2
0
Entering edit mode
7.1 years ago
Lesley Sitter ▴ 580

Hi everyone,

I have a pair ended HiSeq dataset obtained from a sort of RADseq experiment which i want to use to do a denovo assembly with. Now i have trimmed the reads using TrimGalore, but this left me with a bunch of reads of size 20 (the default minimum read length in TrimGalore).

I don't know if the reads are too short to actually use downstream. These small reads lower the optimal kmer estimations and will probably reduce quality of the assembly. I was wondering if there is some sort of method to decide the optimal minimum read length.

With kind regards,
Lesley

1
Entering edit mode
7.1 years ago
dylan.storey ▴ 60

If most of your reads are that short , your assembly is going to be bad no question about it. Seeing as it is RADSeq data though I don't think you're overly interested in getting long contigs. I would suggest running your assembler with multiple parameters to test for the configuration that works best. Something like this should get you started(I'm assuming you're working on a Linux/Unix distribution with a bash like shell):

for k in {10..100}; do ./My_assembler --kmer_setting $k --output_directory_setting$k/; done;

Changing the integers in the curly brackets ({low...high}) will allow you to adjust the range.

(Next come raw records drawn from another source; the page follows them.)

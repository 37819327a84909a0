//! CAD exchange rates operation (open.er-api.com).

use serde_json::Value;

use lookout_types::{ApiError, RatesView};

use crate::{ProviderConfig, fetch_json, is_present, validate};

const BASE_CURRENCY: &str = "CAD";

/// Fetch the CAD -> EUR and CAD -> USD rates.
///
/// Fails with `MissingRate` when either rate is absent or zero; a zero rate
/// is never a real quote.
pub async fn fetch_rates(config: &ProviderConfig) -> Result<RatesView, ApiError> {
    let data = fetch_json(&config.endpoints.exchange_rates).await?;
    validate(&data, &["rates"])?;
    view_from_payload(&data)
}

fn view_from_payload(data: &Value) -> Result<RatesView, ApiError> {
    let rates = &data["rates"];
    let eur = required_rate(rates, "EUR")?;
    let usd = required_rate(rates, "USD")?;

    let updated = data["time_last_update_utc"]
        .as_str()
        .unwrap_or_default()
        .to_string();

    Ok(RatesView {
        base: BASE_CURRENCY,
        eur: format!("{eur:.3}"),
        usd: format!("{usd:.3}"),
        updated,
    })
}

fn required_rate(rates: &Value, code: &str) -> Result<f64, ApiError> {
    if !is_present(rates.get(code)) {
        return Err(ApiError::MissingRate);
    }
    rates[code].as_f64().ok_or(ApiError::MissingRate)
}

Then you simply need to figure out how you want to assess your outputs for quality and pick the best one.

0
Entering edit mode

Thanks!

I hoped that there was some sort of tool for it, but this works just as well!

Muchos Gracias :D

0
Entering edit mode
7.1 years ago

Reads shorter than than the kmer length used in assembly will be ignored, at least for contig-building.  They could be used for scaffolding.   I would throw away reads shorter than about 35bp if you are going to do scaffolding, to reduce spurious joins in low-complexity or repeat areas.